Cal exhaló un suspiro.

–Está bien, solo una pregunta más: ¿cómo conseguiste escapar?

Megan tragó saliva.

–No lo sé. Quizá los yanyauid me dejaron marchar porque era americana. O quizá llegó alguien del campo de refugiados y salieron huyendo. Lo siguiente que recuerdo es que me desperté en la enfermería.

–¿De verdad no sabes qué ocurrió?

–Probablemente perdí el conocimiento y alguien me encontró. Es la única explicación posible que tiene sentido –agitada, apartó la manta y se levantó del sofá–. No más preguntas, Cal –le reiteró–. No quiero hablar de eso –fue hasta el armario donde había colgado su ropa–. ¿No es casi la hora de la cena? Me muero de hambre, así que si me disculpas voy a vestirme –tomó un par de prendas sin siquiera mirarlas y se volvió hacia él bruscamente–. Y lo de la ducha no ha pasado; no quiero que volvamos a hablar de ello.

* * *

Cal miró a Megan, que estaba sentada frente a él, charlando animadamente con Harris mientras cenaban. Desde que le había preguntado por el incidente en Darfur apenas le había hablado. Era evidente que sus preguntas la habían incomodado, pero, precisamente por eso, con más razón, sentía que tenía que llegar al fondo de aquella cuestión, aunque de un modo más sutil, por supuesto.

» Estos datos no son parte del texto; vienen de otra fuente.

use serde::{Serialize, Serializer};
use serde_json::Value;

/// A single cell value: text, number, or blank.
///
/// Blank cells serialize to an empty string so that row records match the
/// shape the analysis prompt and the table view expect.
#[derive(Debug, Clone, PartialEq)]
pub enum CellValue {
    Empty,
    Number(f64),
    Text(String),
}

impl CellValue {
    pub fn is_empty(&self) -> bool {
        match self {
            CellValue::Empty => true,
            CellValue::Text(s) => s.is_empty(),
            CellValue::Number(_) => false,
        }
    }

    /// JSON representation used for row records and the table snapshot.
    pub fn to_json(&self) -> Value {
        match self {
            CellValue::Empty => Value::String(String::new()),
            CellValue::Number(n) => {
                // Whole numbers render without a trailing ".0"
                if n.fract() == 0.0 && n.is_finite() && n.abs() < i64::MAX as f64 {
                    Value::from(*n as i64)
                } else {
                    Value::from(*n)
                }
            }
            CellValue::Text(s) => Value::String(s.clone()),
        }
    }
}

impl std::fmt::Display for CellValue {
    fn fmt(&self, f: &mut std::fmt::Formatter<'_>) -> std::fmt::Result {
        match self {
            CellValue::Empty => Ok(()),
            CellValue::Number(n) => {
                if n.fract() == 0.0 && n.is_finite() && n.abs() < i64::MAX as f64 {
                    write!(f, "{}", *n as i64)
                } else {
                    write!(f, "{}", n)
                }
            }
            CellValue::Text(s) => f.write_str(s),
        }
    }
}

impl Serialize for CellValue {
    fn serialize<S: Serializer>(&self, serializer: S) -> Result<S::Ok, S::Error> {
        self.to_json().serialize(serializer)
    }
}

/// The uploaded table: an ordered header list plus positionally aligned rows.
///
/// Every row holds exactly `headers.len()` values; the value at index `i`
/// belongs to the column named `headers[i]`. Renaming a column therefore
/// never touches the row data, which guarantees positional stability.
#[derive(Debug, Clone, Default, Serialize)]
pub struct DataTable {
    headers: Vec<String>,
    rows: Vec<Vec<CellValue>>,
}

impl DataTable {
    /// Build a table from raw headers and rows.
    ///
    /// Headers are sanitized (trimmed, blanks replaced by `Column_<i+1>`)
    /// and every row is padded or truncated to the header count so the
    /// positional invariant holds from the start.
    pub fn new(headers: Vec<String>, rows: Vec<Vec<CellValue>>) -> Self {
        let headers = sanitize_headers(&headers);
        let width = headers.len();
        let rows = rows
            .into_iter()
            .map(|mut row| {
                row.resize(width, CellValue::Empty);
                row
            })
            .collect();
        DataTable { headers, rows }
    }

    pub fn headers(&self) -> &[String] {
        &self.headers
    }

    pub fn rows(&self) -> &[Vec<CellValue>] {
        &self.rows
    }

    pub fn row_count(&self) -> usize {
        self.rows.len()
    }

    pub fn column_count(&self) -> usize {
        self.headers.len()
    }

    pub fn is_empty(&self) -> bool {
        self.rows.is_empty()
    }

    /// Apply a proposed header list positionally.
    ///
    /// Blank or whitespace-only names become `Column_<i+1>`. If the proposed
    /// list is shorter than the current header list, the trailing columns
    /// keep their existing names; extra proposed names are ignored.
    pub fn rename_headers(&mut self, proposed: &[String]) {
        for (i, name) in self.headers.iter_mut().enumerate() {
            if let Some(p) = proposed.get(i) {
                let trimmed = p.trim();
                *name = if trimmed.is_empty() {
                    placeholder(i)
                } else {
                    trimmed.to_string()
                };
            }
        }
    }

    /// Project each row into an ordered column-name -> value record.
    pub fn records(&self) -> Vec<serde_json::Map<String, Value>> {
        self.rows
            .iter()
            .map(|row| {
                self.headers
                    .iter()
                    .zip(row)
                    .map(|(h, v)| (h.clone(), v.to_json()))
                    .collect()
            })
            .collect()
    }

    /// The full table as a JSON array of row records, in row order.
    pub fn snapshot(&self) -> Value {
        Value::Array(self.records().into_iter().map(Value::Object).collect())
    }
}

/// Trim proposed header names and replace blanks with `Column_<i+1>`.
pub fn sanitize_headers(proposed: &[String]) -> Vec<String> {
    proposed
        .iter()
        .enumerate()
        .map(|(i, h)| {
            let trimmed = h.trim();
            if trimmed.is_empty() {
                placeholder(i)
            } else {
                trimmed.to_string()
            }
        })
        .collect()
}

fn placeholder(index: usize) -> String {
    format!("Column_{}", index + 1)
}
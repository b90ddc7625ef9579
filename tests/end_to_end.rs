//! Upload-to-analysis flow against a mocked model backend.

use athena::chat::{self, AnalysisBackend, ConversationLog, Message, Role};
use athena::error::{Error, Result};
use athena::loader;
use rust_xlsxwriter::{Workbook, Worksheet};
use serde_json::json;

struct MockBackend {
    reply: String,
    fail: bool,
}

impl MockBackend {
    fn replying(reply: &str) -> Self {
        MockBackend {
            reply: reply.to_string(),
            fail: false,
        }
    }

    fn failing() -> Self {
        MockBackend {
            reply: String::new(),
            fail: true,
        }
    }
}

impl AnalysisBackend for MockBackend {
    fn generate(&self, prompt: &str) -> impl Future<Output = Result<String>> + Send {
        assert!(prompt.contains("**Data:**"));
        let reply = self.reply.clone();
        let fail = self.fail;
        async move {
            if fail {
                Err(Error::Api {
                    status: 503,
                    message: "model overloaded".to_string(),
                })
            } else {
                Ok(reply)
            }
        }
    }
}

fn two_row_workbook() -> Vec<u8> {
    let mut workbook = Workbook::new();
    let mut worksheet = Worksheet::new();

    worksheet.write_string(0, 0, "Account").unwrap();
    worksheet.write_string(0, 1, "Net Amount").unwrap();
    worksheet.write_string(0, 2, "Region").unwrap();

    worksheet.write_string(1, 0, "ACME Ltd").unwrap();
    worksheet.write_number(1, 1, 3.0).unwrap();
    worksheet.write_string(1, 2, "EU").unwrap();

    worksheet.write_string(2, 0, "Globex").unwrap();
    worksheet.write_number(2, 1, 2.0).unwrap();
    worksheet.write_string(2, 2, "US").unwrap();

    workbook.push_worksheet(worksheet);
    workbook.save_to_buffer().unwrap()
}

#[tokio::test]
async fn upload_rename_query_appends_one_assistant_message() {
    // Upload: 2 rows, 3 columns
    let mut table = loader::from_bytes(&two_row_workbook(), "ledger.xlsx").unwrap();
    assert_eq!(table.headers().len(), 3);
    assert_eq!(table.row_count(), 2);

    // Rename a column; values stay aligned by position
    table.rename_headers(&[
        "Client".to_string(),
        "Amount".to_string(),
        "Region".to_string(),
    ]);
    assert_eq!(table.records()[0]["Client"], "ACME Ltd");
    assert_eq!(table.records()[1]["Amount"], 2);

    // Mocked model reply with an embedded calculation block
    let backend = MockBackend::replying(
        "The sum of Amount is 5.\n```json\n{\"formula\":\"SUM(A)\",\"steps\":[\"s1\"],\"result\":5}\n```",
    );

    let mut log = ConversationLog::new();
    let before = log.len();

    log.push(Message::user("What is the total amount?"));
    let assistant = chat::dispatch(&backend, &table, "What is the total amount?").await;
    log.push(assistant);

    assert_eq!(log.len(), before + 2);

    let assistant = log.messages().last().unwrap();
    assert_eq!(assistant.role, Role::Assistant);
    assert_eq!(assistant.content, "The sum of Amount is 5.");

    let calculation = assistant.calculation.as_ref().expect("calculation present");
    assert_eq!(calculation.result, Some(json!(5)));
    assert_eq!(calculation.formula.as_deref(), Some("SUM(A)"));
    assert_eq!(calculation.steps, Some(vec!["s1".to_string()]));
}

#[tokio::test]
async fn backend_failure_becomes_assistant_error_message() {
    let table = loader::from_bytes(&two_row_workbook(), "ledger.xlsx").unwrap();
    let backend = MockBackend::failing();

    let assistant = chat::dispatch(&backend, &table, "total?").await;

    assert_eq!(assistant.role, Role::Assistant);
    assert!(assistant.content.contains("Failed to fetch analysis"));
    assert!(assistant.content.contains("model overloaded"));
    assert!(assistant.calculation.is_none());
}

#[test]
fn export_round_trip_keeps_renamed_headers() {
    let mut table = loader::from_bytes(&two_row_workbook(), "ledger.xlsx").unwrap();
    table.rename_headers(&["Client".to_string()]);

    let csv = athena::downloader::to_csv(&table);
    let mut lines = csv.lines();
    assert_eq!(lines.next(), Some("Client,Net Amount,Region"));
    assert_eq!(lines.next(), Some("\"ACME Ltd\",\"3\",\"EU\""));
    assert_eq!(lines.next(), Some("\"Globex\",\"2\",\"US\""));

    assert_eq!(
        athena::downloader::export_filename("ledger.xlsx"),
        "ledger_analysis.csv"
    );
}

En la ducha había estado impaciente por hacer el amor con ella, pero ya cuando estaba desvistiéndolo había tenido la sensación de que Megan estaba forzándose demasiado. De hecho, para cuando se había derrumbado y había admitido que no podía continuar, él ya estaba preparado para dar marcha atrás. Como le había dicho, acostarse con una mujer aterrorizada no era precisamente su idea de pasarlo bien.

«Ni siquiera contigo». Aquellas palabras angustiadas de Megan regresaron a su mente, palabras que le habían revelado que no era simplemente otro hombre para ella. Lo deseaba, y saber eso hizo que se reafirmase en su determinación de ayudarla a liberarse de su miedo.

Se acordó de que ese día aún no había revisado su correo electrónico. Después de la cena se excusaría e iría al vestíbulo a conectarse a Internet para hacerlo. Ya deberían haber contestado al correo en el que solicitaba el informe de Megan.

Para cuando terminaron el postre estaba empezando a impacientarse, y se sintió aliviado cuando Megan aceptó la invitación de Harris de tomar una copa en el bar. Con la promesa de que se reuniría con ellos después, se dirigió al vestíbulo. Los ordenadores estaban ocupados por un grupo de turistas, pero en cuanto uno quedó libre se sentó y se conectó a su cuenta de correo.

Allí estaba el archivo con el informe, como había esperado. Sin embargo, era bastante largo, y no iba a leerlo en un lugar público, con un montón de gente a su alrededor esperando su turno, así que lo guardó en una memoria y fue a recepción a pedir que se lo imprimieran.

Luego fue en busca de un lugar más privado donde pudiera leerlo. Cerca del restaurante había una pequeña biblioteca, así que entró allí, se sentó en unos de los gastados sillones de cuero, y empezó a leer.

Las primeras páginas eran un listado de las tareas que había realizado Megan como voluntaria, una evaluación de su trabajo. Tuvo que pasar varias hojas hasta llegar a lo que estaba buscando: su historial clínico, que incluía un informe del médico sobre el incidente de aquella noche en Darfur.

Mientras lo leía, su espanto fue en aumento. «Dios mío… Megan, Megan».